Stiles and other speakers urged people to sign on to an online petition to the Gates couple, demanding that he give up a little bit of his multimillion-dollar annual income to pay for moving the endangered families and cleaning up the mess. The speakers also called on the federal EPA to investigate and order the firm to act.
“Teamsters are part of this community. More than 1,600 Teamster families live in the toxic shadow of the Bridgeton landfill and hundreds work nearby,” Joint Council 13 President Marvin Kropp explained. “This has to be taken care of. Too much time has been wasted. Too little attention has been paid to those who have to live side by side or downwind from it.”
There is precedent for relocating the threatened lower-income and working-class families, added Lois Gibbs. That’s what the federal government did at her neighborhood, 44 years ago: Love Canal. It was filled with toxic contaminants.
Now running the Center for Health, Environment and Justice, Gibbs led the Love Canal residents’ fight. “West Lake Landfill is this generation’s Love Canal. In Love Canal, we were told the thousands of tons of toxic chemicals were not causing any of our health problems. Does this sound familiar?” she asked.
“In Love Canal we were told that putting a covering over the top of dump would protect us. Does this sound familiar?
“When I see corporations like Republic downplaying risks to residents in order to save themselves some money and some trouble, I see history repeating itself. You and your allies in this room will have to keep organizing and agitating until you and your families have been moved out of harm’s way,” Gibbs declared.

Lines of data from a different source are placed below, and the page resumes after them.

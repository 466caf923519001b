//! Version of the scanned source tree

use std::path::Path;
use std::process::{Command, Stdio};
use tracing::debug;

/// Runs `git describe --tags` in `base`.
///
/// Returns an empty string when git is missing, `base` is not inside a
/// repository, or no tag is reachable.
pub fn describe(base: &Path) -> String {
    let output = match Command::new("git")
        .args(["describe", "--tags"])
        .current_dir(base)
        .stdin(Stdio::null())
        .stderr(Stdio::null())
        .output()
    {
        Ok(output) => output,
        Err(e) => {
            debug!(error = %e, "Failed to run git describe");
            return String::new();
        }
    };

    if !output.status.success() {
        debug!(status = %output.status, base = %base.display(), "git describe found no version");
        return String::new();
    }

    String::from_utf8_lossy(&output.stdout).trim().to_string()
}

#[cfg(test)]
mod tests {
    use super::*;
    use tempfile::TempDir;

    #[test]
    fn test_describe_outside_repository_is_empty() {
        let temp = TempDir::new().unwrap();
        assert_eq!(describe(temp.path()), "");
    }

    #[test]
    fn test_describe_missing_directory_is_empty() {
        let temp = TempDir::new().unwrap();
        assert_eq!(describe(&temp.path().join("missing")), "");
    }
}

Missouri state agencies are also warning of the threat. The Department of Natural Resources says the landfill fire is moving towards the radioactive waste and the state’s Health Department reports elevated cancer levels in neighborhoods around the landfill.
“At Republic’s landfills in Ohio, California, South Carolina, Vermont and other states, communities have been exposed to landfill fires, years of noxious odors and environmental violations for which Republic has been fined and sued for millions of dollars,” added Teamsters Solid Waste Division Director Robert Morales.
A Teamsters report on Republic’s nationwide operations, issued in late August, pointed out that its violations in Bridgeton are not the exception. The firm has had to pay $219 million in remediation fees to governments that cleaned up its messes at other sites nationwide.
Republic also had personnel impersonate EPA inspectors, created a fake citizens front group to distract elected officials from the Bridgeton landfill’s threat, and lied to investors by minimizing the extent of its landfill problems nationwide, the report says.
“In Illinois, Republic’s Roxana landfill has been found by the Nuclear Regulatory Commission to have accepted radioactive waste traveling in from Missouri in violation of its permit. Meanwhile, the worst landfill fire in history, at Republic’s Countywide Landfill in Ohio, is still burning nine years later. Sad to say, the list could go on and on,” the report adds.
“With over 9,000 Teamsters who work at Republic across the entire country, we are deeply concerned about mismanagement at the company.”
“Neither does Republic care about its workers. This company has locked out its workers and forced strikes that have led to major trash pickup disruptions across the U.S.,” Morales added at the teach-in. “Republic consistently tries to take affordable health care and retirement security away from the front-line sanitation workers who risk their lives every day to protect the public health.”